(Items from a data source)
══════

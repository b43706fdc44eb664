//! PKCS#7 `SignedData` assembly for the APPX signature.
//!
//! Builds the full `ContentInfo` around an `SpcIndirectDataContent`
//! payload: one SHA-256 digest algorithm, the signing certificate, and a
//! single `SignerInfo` whose authenticated attributes carry the
//! Authenticode content-type, message-digest, opus-info, and
//! statement-type values. The caller supplies the raw signing operation,
//! so file-based and token-based credentials share this code.

use der::asn1::ObjectIdentifier;
use openssl::x509::X509;
use sha2::{Digest, Sha256};

use crate::domain::constants::{self, TAG_CONTEXT_0, TAG_SEQUENCE, TAG_SET};
use crate::domain::digests::AppxDigests;
use crate::infra::error::{PackagingError, PackagingResult};
use crate::services::asn1;
use crate::services::spc;

/// Everything the assembly needs besides the private-key operation.
pub struct SignedDataParams<'a> {
    /// DER-encoded signing certificate.
    pub cert_der: &'a [u8],
    pub digests: &'a AppxDigests,
    /// Algorithm recorded in `SignerInfo.digestEncryptionAlgorithm`;
    /// rsaEncryption carries NULL parameters, ECDSA none.
    pub signature_algorithm: ObjectIdentifier,
}

/// One signed attribute: `SEQUENCE { type, SET { value } }`.
fn attribute(oid: &ObjectIdentifier, value: &[u8]) -> Vec<u8> {
    let mut body = asn1::encode_oid(oid);
    body.extend_from_slice(&asn1::tlv(TAG_SET, value));
    asn1::tlv(TAG_SEQUENCE, &body)
}

/// The four authenticated attributes, concatenated in DER SET-OF order
/// (sorted by encoded bytes).
fn signed_attributes(message_digest: &[u8]) -> Vec<u8> {
    let mut attributes = vec![
        attribute(
            &constants::PKCS9_CONTENT_TYPE,
            &asn1::encode_oid(&constants::SPC_INDIRECT_DATA),
        ),
        attribute(
            &constants::PKCS9_MESSAGE_DIGEST,
            &asn1::octet_string(message_digest),
        ),
        // SpcSpOpusInfo with neither program name nor more-info.
        attribute(&constants::SPC_SP_OPUS_INFO, &asn1::tlv(TAG_SEQUENCE, &[])),
        attribute(
            &constants::SPC_STATEMENT_TYPE,
            &asn1::tlv(
                TAG_SEQUENCE,
                &asn1::encode_oid(&constants::SPC_INDIVIDUAL_SP_KEY_PURPOSE),
            ),
        ),
    ];
    attributes.sort();
    attributes.concat()
}

/// `IssuerAndSerialNumber` from the signing certificate.
fn issuer_and_serial_number(cert_der: &[u8]) -> PackagingResult<Vec<u8>> {
    let cert = X509::from_der(cert_der)
        .map_err(|e| PackagingError::Signing(format!("cannot parse certificate: {e}")))?;
    let issuer_der = cert
        .issuer_name()
        .to_der()
        .map_err(|e| PackagingError::Signing(format!("cannot encode issuer name: {e}")))?;
    let serial = cert
        .serial_number()
        .to_bn()
        .map_err(|e| PackagingError::Signing(format!("cannot read serial number: {e}")))?;
    let mut body = issuer_der;
    body.extend_from_slice(&asn1::integer_from_bytes(&serial.to_vec()));
    Ok(asn1::tlv(TAG_SEQUENCE, &body))
}

fn signature_algorithm_identifier(oid: &ObjectIdentifier) -> Vec<u8> {
    let mut body = asn1::encode_oid(oid);
    if *oid == constants::RSA_ENCRYPTION {
        body.extend_from_slice(constants::ASN1_NULL);
    }
    asn1::tlv(TAG_SEQUENCE, &body)
}

/// Builds the DER `ContentInfo` containing the signed data. `sign` is
/// called exactly once, with the DER SET OF authenticated attributes, and
/// must return the raw signature bytes.
pub fn build_signed_data(
    params: &SignedDataParams<'_>,
    sign: impl FnOnce(&[u8]) -> PackagingResult<Vec<u8>>,
) -> PackagingResult<Vec<u8>> {
    let spc_content = spc::spc_indirect_data_content(params.digests);

    // Per RFC 2315 section 9.3 only the contents octets of the content are
    // digested, not the identifier or length octets.
    let spc_contents_octets = asn1::contents_octets(&spc_content)?;
    let message_digest: [u8; 32] = Sha256::digest(spc_contents_octets).into();

    let attributes = signed_attributes(&message_digest);
    // The signature covers the attributes under their SET OF tag; the
    // SignerInfo stores them under the implicit [0] tag instead.
    let signature = sign(&asn1::tlv(TAG_SET, &attributes))?;
    if signature.is_empty() {
        return Err(PackagingError::Signing(
            "signer returned an empty signature".to_string(),
        ));
    }

    // SignerInfo.
    let mut signer_info = asn1::integer_from_u32(1);
    signer_info.extend_from_slice(&issuer_and_serial_number(params.cert_der)?);
    signer_info.extend_from_slice(&spc::sha256_algorithm_identifier());
    signer_info.extend_from_slice(&asn1::tlv(TAG_CONTEXT_0, &attributes));
    signer_info.extend_from_slice(&signature_algorithm_identifier(
        &params.signature_algorithm,
    ));
    signer_info.extend_from_slice(&asn1::octet_string(&signature));
    let signer_info = asn1::tlv(TAG_SEQUENCE, &signer_info);

    // SignedData.
    let mut signed_data = asn1::integer_from_u32(1);
    signed_data.extend_from_slice(&asn1::tlv(TAG_SET, &spc::sha256_algorithm_identifier()));
    {
        // encapContentInfo: SEQUENCE { SPC_INDIRECT_DATA_OBJID, [0] content }
        let mut content_info = asn1::encode_oid(&constants::SPC_INDIRECT_DATA);
        content_info.extend_from_slice(&asn1::tlv(TAG_CONTEXT_0, &spc_content));
        signed_data.extend_from_slice(&asn1::tlv(TAG_SEQUENCE, &content_info));
    }
    // certificates [0] IMPLICIT: the signing certificate.
    signed_data.extend_from_slice(&asn1::tlv(TAG_CONTEXT_0, params.cert_der));
    signed_data.extend_from_slice(&asn1::tlv(TAG_SET, &signer_info));
    let signed_data = asn1::tlv(TAG_SEQUENCE, &signed_data);

    // Outer ContentInfo.
    let mut outer = asn1::encode_oid(&constants::PKCS7_SIGNED_DATA);
    outer.extend_from_slice(&asn1::tlv(TAG_CONTEXT_0, &signed_data));
    Ok(asn1::tlv(TAG_SEQUENCE, &outer))
}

══════

-- Aim of the task --
Would you retype the lines above from the one with "attributes.sort();" down to the one with "if *oid == constants::RSA_ENCRYPTION", word for word, both ends included and no other lines?

-- Response --
    attributes.sort();
    attributes.concat()
}

/// `IssuerAndSerialNumber` from the signing certificate.
fn issuer_and_serial_number(cert_der: &[u8]) -> PackagingResult<Vec<u8>> {
    let cert = X509::from_der(cert_der)
        .map_err(|e| PackagingError::Signing(format!("cannot parse certificate: {e}")))?;
    let issuer_der = cert
        .issuer_name()
        .to_der()
        .map_err(|e| PackagingError::Signing(format!("cannot encode issuer name: {e}")))?;
    let serial = cert
        .serial_number()
        .to_bn()
        .map_err(|e| PackagingError::Signing(format!("cannot read serial number: {e}")))?;
    let mut body = issuer_der;
    body.extend_from_slice(&asn1::integer_from_bytes(&serial.to_vec()));
    Ok(asn1::tlv(TAG_SEQUENCE, &body))
}

fn signature_algorithm_identifier(oid: &ObjectIdentifier) -> Vec<u8> {
    let mut body = asn1::encode_oid(oid);
    if *oid == constants::RSA_ENCRYPTION {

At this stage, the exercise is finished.